▸ The task:
Would you please copy each line of the listing that mentions "TypeTable"?

▸ Records for the task:
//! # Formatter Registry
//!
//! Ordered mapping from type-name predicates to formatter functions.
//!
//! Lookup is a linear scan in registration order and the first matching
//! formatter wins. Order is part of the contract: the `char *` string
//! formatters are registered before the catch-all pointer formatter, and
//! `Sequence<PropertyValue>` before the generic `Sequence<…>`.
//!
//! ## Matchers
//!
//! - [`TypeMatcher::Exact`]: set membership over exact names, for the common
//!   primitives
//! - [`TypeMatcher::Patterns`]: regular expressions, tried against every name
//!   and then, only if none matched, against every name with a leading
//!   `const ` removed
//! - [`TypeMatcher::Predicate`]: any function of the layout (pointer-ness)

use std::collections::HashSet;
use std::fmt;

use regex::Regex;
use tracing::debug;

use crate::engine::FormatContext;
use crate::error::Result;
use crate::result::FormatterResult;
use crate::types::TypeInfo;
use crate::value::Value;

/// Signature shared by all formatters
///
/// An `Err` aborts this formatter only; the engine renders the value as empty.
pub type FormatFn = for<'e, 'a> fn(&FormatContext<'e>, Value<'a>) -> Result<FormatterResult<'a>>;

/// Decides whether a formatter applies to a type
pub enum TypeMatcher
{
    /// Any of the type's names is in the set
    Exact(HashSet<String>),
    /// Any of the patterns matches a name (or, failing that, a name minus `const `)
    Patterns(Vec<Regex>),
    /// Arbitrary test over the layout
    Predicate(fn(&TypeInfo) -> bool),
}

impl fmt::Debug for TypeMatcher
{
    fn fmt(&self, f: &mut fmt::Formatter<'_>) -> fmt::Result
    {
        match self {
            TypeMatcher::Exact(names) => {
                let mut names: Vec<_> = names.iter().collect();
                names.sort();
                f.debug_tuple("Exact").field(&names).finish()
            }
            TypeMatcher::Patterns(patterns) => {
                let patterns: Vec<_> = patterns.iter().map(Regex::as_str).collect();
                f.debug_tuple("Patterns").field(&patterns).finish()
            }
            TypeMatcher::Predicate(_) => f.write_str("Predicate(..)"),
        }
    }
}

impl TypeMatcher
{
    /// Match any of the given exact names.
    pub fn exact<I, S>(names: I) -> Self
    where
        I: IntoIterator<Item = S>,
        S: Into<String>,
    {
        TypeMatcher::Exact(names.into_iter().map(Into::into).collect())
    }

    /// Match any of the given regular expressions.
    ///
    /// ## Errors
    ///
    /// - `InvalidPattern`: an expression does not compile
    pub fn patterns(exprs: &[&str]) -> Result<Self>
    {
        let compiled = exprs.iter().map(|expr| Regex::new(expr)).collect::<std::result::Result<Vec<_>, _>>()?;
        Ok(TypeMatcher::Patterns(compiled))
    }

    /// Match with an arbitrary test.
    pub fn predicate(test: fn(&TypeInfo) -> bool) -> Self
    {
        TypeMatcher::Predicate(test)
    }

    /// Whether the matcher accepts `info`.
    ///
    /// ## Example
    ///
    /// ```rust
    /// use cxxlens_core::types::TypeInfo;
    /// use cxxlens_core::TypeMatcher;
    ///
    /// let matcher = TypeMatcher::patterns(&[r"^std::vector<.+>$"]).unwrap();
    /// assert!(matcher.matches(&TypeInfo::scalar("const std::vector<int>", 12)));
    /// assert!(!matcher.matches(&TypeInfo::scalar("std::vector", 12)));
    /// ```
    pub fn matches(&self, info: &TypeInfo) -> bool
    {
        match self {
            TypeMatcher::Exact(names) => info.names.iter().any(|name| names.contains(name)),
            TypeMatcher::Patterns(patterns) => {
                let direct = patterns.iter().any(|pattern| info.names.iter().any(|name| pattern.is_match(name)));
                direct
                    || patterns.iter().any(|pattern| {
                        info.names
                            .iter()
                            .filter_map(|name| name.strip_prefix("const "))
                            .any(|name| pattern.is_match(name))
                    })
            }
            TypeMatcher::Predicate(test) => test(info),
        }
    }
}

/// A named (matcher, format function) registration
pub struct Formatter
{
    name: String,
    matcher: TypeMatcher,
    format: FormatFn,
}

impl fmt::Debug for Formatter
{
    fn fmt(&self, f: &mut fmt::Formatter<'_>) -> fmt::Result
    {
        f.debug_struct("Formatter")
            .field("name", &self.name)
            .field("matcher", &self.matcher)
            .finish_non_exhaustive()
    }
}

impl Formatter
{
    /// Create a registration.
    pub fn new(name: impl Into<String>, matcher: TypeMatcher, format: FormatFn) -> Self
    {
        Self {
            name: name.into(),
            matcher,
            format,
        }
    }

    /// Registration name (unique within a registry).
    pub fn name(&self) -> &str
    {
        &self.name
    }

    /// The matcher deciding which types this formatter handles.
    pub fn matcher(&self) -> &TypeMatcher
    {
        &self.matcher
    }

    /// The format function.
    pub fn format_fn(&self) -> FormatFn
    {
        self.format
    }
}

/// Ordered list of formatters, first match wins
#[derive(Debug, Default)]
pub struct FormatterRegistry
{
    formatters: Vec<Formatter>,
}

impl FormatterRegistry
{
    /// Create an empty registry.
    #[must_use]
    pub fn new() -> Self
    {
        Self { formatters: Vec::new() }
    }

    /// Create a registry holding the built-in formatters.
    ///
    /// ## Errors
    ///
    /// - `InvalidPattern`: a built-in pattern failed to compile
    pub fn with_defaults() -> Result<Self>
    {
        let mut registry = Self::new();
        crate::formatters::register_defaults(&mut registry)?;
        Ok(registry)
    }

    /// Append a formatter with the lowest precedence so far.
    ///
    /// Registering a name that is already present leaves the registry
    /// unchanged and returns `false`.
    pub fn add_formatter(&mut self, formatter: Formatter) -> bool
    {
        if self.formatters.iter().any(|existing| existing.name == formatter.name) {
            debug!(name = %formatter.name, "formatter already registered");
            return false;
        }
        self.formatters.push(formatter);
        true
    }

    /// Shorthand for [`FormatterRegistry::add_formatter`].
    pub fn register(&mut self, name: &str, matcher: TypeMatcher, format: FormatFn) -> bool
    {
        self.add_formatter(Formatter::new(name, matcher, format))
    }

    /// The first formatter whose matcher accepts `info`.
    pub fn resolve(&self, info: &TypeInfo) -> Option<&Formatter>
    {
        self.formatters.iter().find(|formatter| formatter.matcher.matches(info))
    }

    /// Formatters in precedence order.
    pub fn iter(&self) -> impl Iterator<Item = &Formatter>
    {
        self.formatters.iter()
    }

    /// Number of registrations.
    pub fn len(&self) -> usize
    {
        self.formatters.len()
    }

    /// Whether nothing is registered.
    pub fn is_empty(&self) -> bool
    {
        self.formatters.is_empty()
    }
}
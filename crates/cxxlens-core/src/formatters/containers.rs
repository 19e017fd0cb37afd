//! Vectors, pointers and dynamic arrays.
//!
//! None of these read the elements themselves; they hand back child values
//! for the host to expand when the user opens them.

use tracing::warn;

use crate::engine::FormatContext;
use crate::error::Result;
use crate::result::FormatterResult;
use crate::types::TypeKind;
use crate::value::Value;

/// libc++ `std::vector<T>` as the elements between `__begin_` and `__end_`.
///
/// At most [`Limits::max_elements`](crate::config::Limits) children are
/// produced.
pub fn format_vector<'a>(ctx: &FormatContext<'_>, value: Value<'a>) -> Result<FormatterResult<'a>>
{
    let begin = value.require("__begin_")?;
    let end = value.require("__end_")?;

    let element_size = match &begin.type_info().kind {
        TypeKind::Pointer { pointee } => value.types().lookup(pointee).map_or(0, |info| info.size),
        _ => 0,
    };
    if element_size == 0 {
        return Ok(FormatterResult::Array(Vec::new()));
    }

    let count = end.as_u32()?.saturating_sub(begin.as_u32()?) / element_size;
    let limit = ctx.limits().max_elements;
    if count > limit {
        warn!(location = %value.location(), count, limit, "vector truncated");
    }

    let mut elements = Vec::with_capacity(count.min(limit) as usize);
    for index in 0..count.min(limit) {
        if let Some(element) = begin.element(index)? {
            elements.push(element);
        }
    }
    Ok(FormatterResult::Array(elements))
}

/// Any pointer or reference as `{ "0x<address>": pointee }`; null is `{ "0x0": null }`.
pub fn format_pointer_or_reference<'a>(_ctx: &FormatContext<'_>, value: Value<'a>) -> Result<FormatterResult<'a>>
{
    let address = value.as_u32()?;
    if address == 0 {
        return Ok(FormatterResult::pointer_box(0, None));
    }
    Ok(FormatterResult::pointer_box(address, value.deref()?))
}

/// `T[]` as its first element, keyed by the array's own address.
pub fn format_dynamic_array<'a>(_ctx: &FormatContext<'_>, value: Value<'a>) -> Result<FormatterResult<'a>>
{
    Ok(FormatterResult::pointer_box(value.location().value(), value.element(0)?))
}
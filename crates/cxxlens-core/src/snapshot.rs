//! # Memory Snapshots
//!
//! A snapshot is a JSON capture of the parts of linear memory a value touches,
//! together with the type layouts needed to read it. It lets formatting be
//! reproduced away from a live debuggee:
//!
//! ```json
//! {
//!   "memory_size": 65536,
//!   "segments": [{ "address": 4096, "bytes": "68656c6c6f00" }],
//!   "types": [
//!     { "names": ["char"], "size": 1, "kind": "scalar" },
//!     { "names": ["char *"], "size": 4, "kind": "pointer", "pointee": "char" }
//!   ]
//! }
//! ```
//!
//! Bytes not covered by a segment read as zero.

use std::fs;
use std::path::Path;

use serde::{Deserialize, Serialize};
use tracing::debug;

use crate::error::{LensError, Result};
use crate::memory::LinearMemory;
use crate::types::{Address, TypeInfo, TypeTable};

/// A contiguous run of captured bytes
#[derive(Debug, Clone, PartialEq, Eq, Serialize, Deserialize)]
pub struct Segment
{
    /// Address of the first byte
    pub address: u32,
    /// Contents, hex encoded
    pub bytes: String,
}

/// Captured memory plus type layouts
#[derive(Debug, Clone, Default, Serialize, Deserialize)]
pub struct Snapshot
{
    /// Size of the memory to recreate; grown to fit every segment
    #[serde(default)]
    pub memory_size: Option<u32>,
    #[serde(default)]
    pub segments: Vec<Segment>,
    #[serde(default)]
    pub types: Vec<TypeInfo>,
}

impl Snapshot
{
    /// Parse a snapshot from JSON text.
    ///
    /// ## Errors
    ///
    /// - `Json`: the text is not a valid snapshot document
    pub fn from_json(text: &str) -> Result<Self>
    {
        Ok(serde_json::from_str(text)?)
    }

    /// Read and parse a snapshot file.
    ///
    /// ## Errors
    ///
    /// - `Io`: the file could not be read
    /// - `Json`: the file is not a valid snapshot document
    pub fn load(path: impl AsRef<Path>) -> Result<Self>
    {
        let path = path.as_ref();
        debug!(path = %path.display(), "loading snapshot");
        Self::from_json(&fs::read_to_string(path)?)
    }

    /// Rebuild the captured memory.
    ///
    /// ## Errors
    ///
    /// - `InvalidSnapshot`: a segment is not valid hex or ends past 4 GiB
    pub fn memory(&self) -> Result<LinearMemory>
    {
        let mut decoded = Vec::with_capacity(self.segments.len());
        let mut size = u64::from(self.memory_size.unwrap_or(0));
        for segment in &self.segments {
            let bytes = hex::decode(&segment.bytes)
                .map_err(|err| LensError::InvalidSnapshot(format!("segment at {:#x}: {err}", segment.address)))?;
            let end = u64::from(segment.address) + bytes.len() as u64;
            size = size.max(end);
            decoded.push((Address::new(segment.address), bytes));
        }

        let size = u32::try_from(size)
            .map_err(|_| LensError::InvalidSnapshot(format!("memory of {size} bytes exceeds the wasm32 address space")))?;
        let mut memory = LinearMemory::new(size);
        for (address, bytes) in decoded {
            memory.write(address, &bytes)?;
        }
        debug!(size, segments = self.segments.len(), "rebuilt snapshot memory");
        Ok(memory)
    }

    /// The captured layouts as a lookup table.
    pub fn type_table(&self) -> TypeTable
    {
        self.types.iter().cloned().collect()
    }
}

▸ Your response:
use crate::types::{Address, TypeInfo, TypeTable};
    pub fn type_table(&self) -> TypeTable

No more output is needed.